Each month we will introduce a PLA member through 5 photos telling their Playful Learning journey. This month, we introduce you to…
Mathias Poulsen: After years of futile search for a meaningful job title, Mathias decided to embrace his inner activist, labelling himself as a play activist (making up titles was a clear advantage of being self-employed). He believes that we, the people of the play community, can change the world for the better by improving the conditions for play to thrive everywhere. He works at Design for Play, Design School Kolding, and has founded the play festival CounterPlay and the Danish Play Think Tank.
This is where my play journey started. Or a little over a year earlier, of course. When I look at this photo, a few things come to mind:
1: Dogs are great. I want a dog again.
2: My memories of childhood are a blurry, fortunate mess of school, video games and randomly roaming the countryside with my friends.
3: Childhood may be where play begins, but it is certainly not where it ends – or it shouldn’t be, at least. I don’t think play is so much about preparing us for life or adulthood or anything, really, but rather that play simply is life, right here, right now. If play does prepare us for something, it’s to become better players who lead more playful lives.
While a simple high-five may not exactly be the most playful thing you can think of, sometimes, that’s everything you need to retain the connection to your playful self. This photo is from one of the harder situations I have experienced, yet what stands out is our desire to approach the challenges playfully.
Play can’t, shouldn’t, be limited to the easier periods of life when everything is “smooth sailing”, and play is not escapism from hardships either. On the contrary, it roots us, reminds us to be present and insists that there is hope and joy to be found – always. This is also why I think of play more as an approach to (all of) life than concrete activities.

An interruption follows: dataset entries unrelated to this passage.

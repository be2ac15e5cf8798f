//! Configuration for credential fetching and dataset ingestion.

use std::collections::BTreeMap;
use std::path::PathBuf;
use std::time::Duration;

use serde::{Deserialize, Serialize};

/// Region the Earthdata cloud buckets live in.
pub const DEFAULT_REGION: &str = "us-west-2";

/// Entries kept by each memo cache.
pub const DEFAULT_CACHE_CAPACITY: usize = 32;

/// Granules opened at once within one batch.
pub const DEFAULT_MAX_CONCURRENT_OPENS: usize = 8;

/// Temporary S3 credential endpoints keyed by catalog provider id.
#[derive(Debug, Clone, PartialEq, Eq, Serialize, Deserialize)]
pub struct ProviderEndpoints(BTreeMap<String, String>);

impl Default for ProviderEndpoints {
    fn default() -> Self {
        let podaac = "https://archive.podaac.earthdata.nasa.gov/s3credentials";
        Self(
            [
                ("GES_DISC", "https://data.gesdisc.earthdata.nasa.gov/s3credentials"),
                ("PODAAC", podaac),
                ("POCLOUD", podaac),
                ("LPDAAC", "https://data.lpdaac.earthdatacloud.nasa.gov/s3credentials"),
                ("ORNLDAAC", "https://data.ornldaac.earthdata.nasa.gov/s3credentials"),
                ("GHRCDAAC", "https://data.ghrc.earthdata.nasa.gov/s3credentials"),
            ]
            .into_iter()
            .map(|(k, v)| (k.to_string(), v.to_string()))
            .collect(),
        )
    }
}

impl ProviderEndpoints {
    /// No providers at all.
    pub fn empty() -> Self {
        Self(BTreeMap::new())
    }

    /// Add or replace the endpoint for a provider.
    pub fn with_endpoint(mut self, provider: impl Into<String>, url: impl Into<String>) -> Self {
        self.0.insert(provider.into(), url.into());
        self
    }

    pub fn endpoint(&self, provider: &str) -> Option<&str> {
        self.0.get(provider).map(String::as_str)
    }

    pub fn providers(&self) -> impl Iterator<Item = &str> {
        self.0.keys().map(String::as_str)
    }
}

/// How temporary credentials are requested.
#[derive(Debug, Clone, Serialize, Deserialize)]
pub struct CredentialConfig {
    pub endpoints: ProviderEndpoints,

    /// Earthdata Login bearer token sent with credential requests.
    #[serde(default, skip_serializing)]
    pub bearer_token: Option<String>,

    /// HTTP request timeout in seconds.
    pub request_timeout_secs: u64,
}

impl Default for CredentialConfig {
    fn default() -> Self {
        Self {
            endpoints: ProviderEndpoints::default(),
            bearer_token: None,
            request_timeout_secs: 30,
        }
    }
}

impl CredentialConfig {
    /// Load configuration from environment variables.
    pub fn from_env() -> Self {
        let mut config = Self::default();

        if let Ok(token) = std::env::var("EARTHDATA_TOKEN") {
            if !token.trim().is_empty() {
                config.bearer_token = Some(token);
            }
        }

        if let Ok(val) = std::env::var("CREDENTIAL_TIMEOUT_SECS") {
            if let Ok(secs) = val.parse() {
                config.request_timeout_secs = secs;
            }
        }

        config
    }

    pub fn with_endpoints(mut self, endpoints: ProviderEndpoints) -> Self {
        self.endpoints = endpoints;
        self
    }

    pub fn with_bearer_token(mut self, token: impl Into<String>) -> Self {
        self.bearer_token = Some(token.into());
        self
    }

    pub fn request_timeout(&self) -> Duration {
        Duration::from_secs(self.request_timeout_secs)
    }

    /// Validate the configuration.
    pub fn validate(&self) -> Result<(), String> {
        if self.request_timeout_secs == 0 {
            return Err("request_timeout_secs must be > 0".to_string());
        }
        for provider in self.endpoints.providers() {
            let url = self.endpoints.endpoint(provider).unwrap_or_default();
            if url::Url::parse(url).is_err() {
                return Err(format!("credential endpoint for {} is not a URL: {}", provider, url));
            }
        }
        Ok(())
    }
}

/// Dataset ingestion settings.
#[derive(Debug, Clone, Serialize, Deserialize)]
pub struct IngestConfig {
    /// Merged datasets kept in memory.
    pub cache_capacity: usize,

    /// Provider credentials kept in memory.
    pub credential_cache_capacity: usize,

    /// Granules opened concurrently per batch.
    pub max_concurrent_opens: usize,

    /// Object storage region.
    pub region: String,

    /// Directory for granules spilled to disk. System temp dir when unset.
    #[serde(default)]
    pub scratch_dir: Option<PathBuf>,
}

impl Default for IngestConfig {
    fn default() -> Self {
        Self {
            cache_capacity: DEFAULT_CACHE_CAPACITY,
            credential_cache_capacity: DEFAULT_CACHE_CAPACITY,
            max_concurrent_opens: DEFAULT_MAX_CONCURRENT_OPENS,
            region: DEFAULT_REGION.to_string(),
            scratch_dir: None,
        }
    }
}

impl IngestConfig {
    /// Load configuration from environment variables.
    pub fn from_env() -> Self {
        let mut config = Self::default();

        if let Ok(val) = std::env::var("INGEST_CACHE_CAPACITY") {
            if let Ok(capacity) = val.parse() {
                config.cache_capacity = capacity;
            }
        }

        if let Ok(val) = std::env::var("CREDENTIAL_CACHE_CAPACITY") {
            if let Ok(capacity) = val.parse() {
                config.credential_cache_capacity = capacity;
            }
        }

        if let Ok(val) = std::env::var("MAX_CONCURRENT_OPENS") {
            if let Ok(n) = val.parse() {
                config.max_concurrent_opens = n;
            }
        }

        if let Ok(region) = std::env::var("AWS_REGION") {
            config.region = region;
        }

        if let Ok(dir) = std::env::var("INGEST_SCRATCH_DIR") {
            if !dir.trim().is_empty() {
                config.scratch_dir = Some(PathBuf::from(dir));
            }
        }

        config
    }

    /// Validate the configuration.
    pub fn validate(&self) -> Result<(), String> {
        if self.cache_capacity == 0 {
            return Err("cache_capacity must be > 0".to_string());
        }
        if self.credential_cache_capacity == 0 {
            return Err("credential_cache_capacity must be > 0".to_string());
        }
        if self.max_concurrent_opens == 0 {
            return Err("max_concurrent_opens must be > 0".to_string());
        }
        if self.region.trim().is_empty() {
            return Err("region must not be empty".to_string());
        }
        if let Some(dir) = &self.scratch_dir {
            if !dir.is_dir() {
                return Err(format!("scratch_dir {} is not a directory", dir.display()));
            }
        }
        Ok(())
    }
}

#[cfg(test)]
mod tests {
    use super::*;

    #[test]
    fn test_default_endpoints() {
        let endpoints = ProviderEndpoints::default();
        assert_eq!(
            endpoints.endpoint("GES_DISC"),
            Some("https://data.gesdisc.earthdata.nasa.gov/s3credentials")
        );
        assert_eq!(endpoints.endpoint("POCLOUD"), endpoints.endpoint("PODAAC"));
        assert!(endpoints.endpoint("NSIDC_ECS").is_none());
        assert_eq!(endpoints.providers().count(), 6);
    }

    #[test]
    fn test_endpoint_override() {
        let endpoints = ProviderEndpoints::empty().with_endpoint("TEST", "http://127.0.0.1/creds");
        assert_eq!(endpoints.endpoint("TEST"), Some("http://127.0.0.1/creds"));
    }

    #[test]
    fn test_credential_config_validate() {
        assert!(CredentialConfig::default().validate().is_ok());

        let bad = CredentialConfig::default()
            .with_endpoints(ProviderEndpoints::empty().with_endpoint("X", "not a url"));
        assert!(bad.validate().is_err());
    }

    #[test]
    fn test_ingest_config_defaults() {
        let config = IngestConfig::default();
        assert_eq!(config.cache_capacity, 32);
        assert_eq!(config.max_concurrent_opens, 8);
        assert_eq!(config.region, "us-west-2");
        assert!(config.validate().is_ok());
    }

    #[test]
    fn test_ingest_config_validate() {
        let mut config = IngestConfig::default();
        config.max_concurrent_opens = 0;
        assert!(config.validate().is_err());
    }

    #[test]
    fn test_scratch_dir_must_exist() {
        let dir = tempfile::tempdir().unwrap();
        let mut config = IngestConfig::default();

        config.scratch_dir = Some(dir.path().to_path_buf());
        assert!(config.validate().is_ok());

        config.scratch_dir = Some(dir.path().join("missing"));
        assert!(config.validate().is_err());
    }
}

When I founded the CounterPlay festival, I knew that it could only ever be sustained if I managed to cultivate a play community around the festival. In fact, the community itself would probably be the most valuable outcome I could hope for. To achieve this, or to achieve anything meaningful, really, I was and is convinced that trust is essential: trust in people and trust in play.
I have tried to live up to this over the years, failing many times in the process, yet every single event at every festival represents to me the trust we have in each other and in play. The book we made a few years back, “The Power of Play: Voices from the Play Community”, is probably the most tangible piece of evidence, because it grew out of a mutual trust that if we all made an effort, something meaningful would emerge (you can download it here: http://counterplay.org/files/PowerOfPlay_CounterPlay.pdf)
Play is quite often about touching the world around us – and each other, both in a literal and metaphorical sense. If play is a way of making sense of the world in which we live, we do so through our senses and through exploring the physical context and materials available. This shifts our focus from our heads and cognition to our hands and bodies, which seems to allow a more immediate experience and a deeper presence.
I’ve been conducting several workshops recently to explore how the matter of tactility influence play experiences, and what happens when we allow the flow of our hands through different materials to guide the experience. One thing I can say is that we almost always end places we probably wouldn’t have arrived at through thinking and talking alone.
I tend to assume that play is at least somewhat important for all of us and I mostly move in circles where this assumption is more or less implicitly agreed upon. I have made an effort to cultivate such communities and I cherish being part of them, but it also makes it easy to forget that many people remain skeptical of the value of play, at least outside of development and learning for children.
This photo is from a workshop in a project that was decidedly not about play, and where play was not immediately deemed relevant or even legitimate. In fact, I was a little intimidated to ask the participants to build a scenario out of my random selection of materials. Luckily, in this and so many similar situations, people often end up embracing their playfulness, setting it free and exploring all the new, creative possibilities that is afforded by play. That is where I wish to go more often: to the places where play is less welcome.
Thanks for sharing your story and your photos Mathias.
If you are
unlucky, you might be selected as next month’s sacrifice chosen member – we will be in touch!